Ce projet démarré en septembre 2020 s’est achevé fin 2022. Son volet français a permis de mettre en lumière, pour les trois grands groupes d’entreprise qui constituent le cœur de l’enquête, la persistance de l’intérêt pour la négociation collective de branche comme moyen de structurer les salaires et les qualifications du marché du travail auquel ils participent, malgré la tendance à l’autorégulation du rapport salarial par ces entreprises. La décentralisation de la négociation collective au niveau de l’entreprise, mouvement largement indépendant des dernières réformes, et sa centralisation en leur sein s’avèrent complémentaires. Dans les entreprises rencontrées, la décentralisation de la négociation a été accompagnée par les équipes syndicales avec bienveillance et ses résultats sont jugés plutôt satisfaisants. Or, la relative déconnexion observée de ces équipes avec leurs fédérations suggère que les syndicats sont mal préparés pour compenser la perte de la capacité de coordination du système de négociation suite aux réformes législatives.
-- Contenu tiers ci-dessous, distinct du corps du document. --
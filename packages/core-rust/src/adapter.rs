//! Wrapping an externally created, not-yet-started future as an operation.
//!
//! A [`SuspendedTask`] holds a future that does not run until it is resumed.
//! [`TaskAdapter`] resumes it when the owning operation executes, finishes the
//! operation on the task's first terminal signal, and forwards cancellation of
//! the operation to the task.

use std::future::Future;
use std::sync::atomic::{AtomicBool, Ordering};
use std::sync::Arc;

use async_trait::async_trait;
use futures_util::future::BoxFuture;
use futures_util::FutureExt;
use parking_lot::Mutex;
use tokio::sync::watch;
use tokio_util::sync::CancellationToken;
use tracing::debug;

use crate::error::{LifecycleError, OperationError};
use crate::observer::BlockObserver;
use crate::operation::{ExecutionContext, Execute, Operation, OperationBuilder};

/// Lifecycle of a [`SuspendedTask`].
#[derive(Debug, Clone, Copy, PartialEq, Eq)]
pub enum TaskPhase {
    /// Created, not started.
    Suspended,
    /// Resumed and running.
    Running,
    /// Cancellation was requested.
    Canceling,
    /// Output (or a cancellation result) is available.
    Completed,
}

/// A future paired with an explicit start signal and phase reporting.
pub struct SuspendedTask<T> {
    phase: watch::Sender<TaskPhase>,
    body: Mutex<Option<BoxFuture<'static, anyhow::Result<T>>>>,
    output: Mutex<Option<Result<T, OperationError>>>,
    cancellation: CancellationToken,
}

impl<T: Send + 'static> SuspendedTask<T> {
    /// Wraps `future` without polling it.
    #[must_use]
    pub fn new<F>(future: F) -> Arc<Self>
    where
        F: Future<Output = anyhow::Result<T>> + Send + 'static,
    {
        let (phase, _) = watch::channel(TaskPhase::Suspended);
        Arc::new(Self {
            phase,
            body: Mutex::new(Some(future.boxed())),
            output: Mutex::new(None),
            cancellation: CancellationToken::new(),
        })
    }

    #[must_use]
    pub fn phase(&self) -> TaskPhase {
        *self.phase.borrow()
    }

    #[must_use]
    pub fn subscribe(&self) -> watch::Receiver<TaskPhase> {
        self.phase.subscribe()
    }

    /// Starts the task on the runtime.
    ///
    /// # Errors
    ///
    /// Returns [`LifecycleError::TaskAlreadyStarted`] unless the task is
    /// still suspended.
    ///
    /// # Panics
    ///
    /// Panics if called outside a tokio runtime.
    pub fn resume(self: &Arc<Self>) -> Result<(), LifecycleError> {
        let started = self.phase.send_if_modified(|phase| {
            if *phase == TaskPhase::Suspended {
                *phase = TaskPhase::Running;
                true
            } else {
                false
            }
        });
        let body = if started { self.body.lock().take() } else { None };
        let Some(body) = body else {
            return Err(LifecycleError::TaskAlreadyStarted);
        };

        let this = Arc::clone(self);
        tokio::spawn(async move {
            let result = tokio::select! {
                result = body => result.map_err(OperationError::from),
                () = this.cancellation.cancelled() => Err(OperationError::Cancelled),
            };
            this.complete(result);
        });
        Ok(())
    }

    /// Requests cancellation. A suspended task completes immediately with
    /// [`OperationError::Cancelled`] and its future is dropped unpolled.
    pub fn cancel(&self) {
        let mut previous = None;
        self.phase.send_if_modified(|phase| {
            previous = Some(*phase);
            match phase {
                TaskPhase::Suspended | TaskPhase::Running => {
                    *phase = TaskPhase::Canceling;
                    true
                }
                TaskPhase::Canceling | TaskPhase::Completed => false,
            }
        });
        match previous {
            Some(TaskPhase::Suspended) => {
                self.body.lock().take();
                self.complete(Err(OperationError::Cancelled));
            }
            Some(TaskPhase::Running) => self.cancellation.cancel(),
            _ => {}
        }
    }

    /// Takes the task output. `None` until the task completed, and after the
    /// output was taken.
    #[must_use]
    pub fn take_output(&self) -> Option<Result<T, OperationError>> {
        self.output.lock().take()
    }

    /// The task's error, if it completed with one.
    fn failure(&self) -> Option<OperationError> {
        self.output
            .lock()
            .as_ref()
            .and_then(|output| output.as_ref().err().cloned())
    }

    fn complete(&self, result: Result<T, OperationError>) {
        *self.output.lock() = Some(result);
        self.phase.send_modify(|phase| *phase = TaskPhase::Completed);
    }
}

impl<T> std::fmt::Debug for SuspendedTask<T> {
    fn fmt(&self, f: &mut std::fmt::Formatter<'_>) -> std::fmt::Result {
        f.debug_struct("SuspendedTask")
            .field("phase", &*self.phase.borrow())
            .finish_non_exhaustive()
    }
}

// ---------------------------------------------------------------------------
// TaskAdapter
// ---------------------------------------------------------------------------

/// Work body that runs a [`SuspendedTask`].
///
/// The task's output stays in the task for its owner to
/// [`take`](SuspendedTask::take_output); a failed task also reports its error
/// through the operation's finish error sequence.
pub struct TaskAdapter<T> {
    task: Arc<SuspendedTask<T>>,
    settled: AtomicBool,
}

impl<T: Send + 'static> TaskAdapter<T> {
    /// Builder for an operation that runs `task`. Cancelling the operation
    /// cancels the task.
    ///
    /// # Errors
    ///
    /// Returns [`LifecycleError::TaskAlreadyStarted`] unless `task` is still
    /// suspended.
    pub fn builder(
        name: impl Into<String>,
        task: Arc<SuspendedTask<T>>,
    ) -> Result<OperationBuilder, LifecycleError> {
        if task.phase() != TaskPhase::Suspended {
            return Err(LifecycleError::TaskAlreadyStarted);
        }
        let forward = Arc::clone(&task);
        Ok(Operation::builder(
            name,
            Self {
                task,
                settled: AtomicBool::new(false),
            },
        )
        .observer(BlockObserver::new().with_cancel(move |_| forward.cancel())))
    }

    /// Operation that runs `task`.
    ///
    /// # Errors
    ///
    /// See [`builder`](Self::builder).
    pub fn operation(
        name: impl Into<String>,
        task: Arc<SuspendedTask<T>>,
    ) -> Result<Operation, LifecycleError> {
        Ok(Self::builder(name, task)?.build())
    }

    /// Claims the right to report the outcome. Only the first terminal
    /// signal wins.
    fn settle(&self) -> bool {
        self.settled
            .compare_exchange(false, true, Ordering::AcqRel, Ordering::Acquire)
            .is_ok()
    }
}

#[async_trait]
impl<T: Send + 'static> Execute for TaskAdapter<T> {
    async fn execute(&self, ctx: ExecutionContext) -> Result<(), OperationError> {
        let mut phases = self.task.subscribe();
        self.task.resume().map_err(OperationError::execution)?;
        debug!(operation = %ctx.operation().name(), "task resumed");

        loop {
            let phase = *phases.borrow_and_update();
            match phase {
                TaskPhase::Canceling if self.settle() => return Err(OperationError::Cancelled),
                TaskPhase::Completed if self.settle() => {
                    return self.task.failure().map_or(Ok(()), Err);
                }
                TaskPhase::Canceling | TaskPhase::Completed => return Ok(()),
                TaskPhase::Suspended | TaskPhase::Running => {}
            }
            if phases.changed().await.is_err() {
                return Ok(());
            }
        }
    }
}

#[cfg(test)]
mod tests {
    use std::time::Duration;

    use super::*;
    use crate::config::QueueConfig;
    use crate::exclusivity::ExclusivityRegistry;
    use crate::queue::OperationQueue;

    fn queue() -> OperationQueue {
        OperationQueue::new(QueueConfig::named("test"), Arc::new(ExclusivityRegistry::new()))
    }

    #[tokio::test]
    async fn task_output_is_available_after_finish() {
        let task = SuspendedTask::new(async { Ok::<_, anyhow::Error>(42) });
        let op = TaskAdapter::operation("answer", task.clone()).unwrap();
        assert_eq!(task.phase(), TaskPhase::Suspended);

        let queue = queue();
        queue.add(op.clone()).unwrap();
        op.wait_until_finished().await;

        assert!(op.errors().is_empty());
        assert_eq!(task.phase(), TaskPhase::Completed);
        assert_eq!(task.take_output().unwrap().unwrap(), 42);
        assert!(task.take_output().is_none());
    }

    #[tokio::test]
    async fn task_error_is_reported() {
        let task = SuspendedTask::new(async { Err::<(), _>(anyhow::anyhow!("lookup failed")) });
        let op = TaskAdapter::operation("lookup", task).unwrap();
        let queue = queue();
        queue.add(op.clone()).unwrap();
        op.wait_until_finished().await;

        let errors = op.errors();
        assert_eq!(errors.len(), 1);
        assert_eq!(errors[0].to_string(), "execution failed: lookup failed");
    }

    #[tokio::test]
    async fn cancelling_operation_cancels_task() {
        let task = SuspendedTask::new(async {
            tokio::time::sleep(Duration::from_secs(30)).await;
            Ok::<_, anyhow::Error>(())
        });
        let op = TaskAdapter::operation("slow", task.clone()).unwrap();
        let queue = queue();
        queue.add(op.clone()).unwrap();
        tokio::time::sleep(Duration::from_millis(10)).await;
        assert_eq!(task.phase(), TaskPhase::Running);

        op.cancel();
        op.wait_until_finished().await;

        let errors = op.errors();
        assert_eq!(errors.len(), 1);
        assert!(errors[0].is_cancelled());
    }

    #[tokio::test]
    async fn started_task_is_rejected() {
        let task = SuspendedTask::new(async { Ok::<_, anyhow::Error>(()) });
        task.resume().unwrap();
        assert!(matches!(
            TaskAdapter::operation("late", task.clone()),
            Err(LifecycleError::TaskAlreadyStarted)
        ));
        assert_eq!(task.resume(), Err(LifecycleError::TaskAlreadyStarted));
    }

    #[test]
    fn cancelling_suspended_task_completes_it() {
        let task = SuspendedTask::new(async { Ok::<_, anyhow::Error>(1) });
        task.cancel();
        assert_eq!(task.phase(), TaskPhase::Completed);
        assert!(task.take_output().unwrap().unwrap_err().is_cancelled());
    }
}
L’année 2022 a été marquée par la finalisation du rapport de recherche national et sa valorisation. L’équipe de recherche est ainsi intervenue pour présenter ses résultats lors de la conférence finale du projet CODEBAR à Bruxelles à laquelle ont participé aussi les interlocuteurs sociaux. Une autre présentation a eu lieu à la conférence de l’ISST de Bourg-la-Reine sur les effets des Ordonnances Macron. A été produite une vidéo en langue française qui résume les principaux renseignements de la recherche française. Paraîtra aussi en 2023 à l’Amsterdam University Press un ouvrage qui valorisera les travaux de l’équipe internationale. Dans ce cadre, Catherine Vincent et Marcus Kahmann ont participé à la rédaction de deux chapitres transversaux, mêlant les équipes et les terrains nationaux. Ils proposent une comparaison franco-espagnole du processus de la décentralisation de la négociation collective (C. Vincent) ainsi que la mobilisation de l’approche de la théorie de ressources de pouvoir pour comprendre les différents trajets que prennent les entreprises dans la décentralisation de la négociation collective (M. Kahmann).
Mots-clés : négociation collective, Europe, décentralisation, négociation collective d’entreprise, comparaison.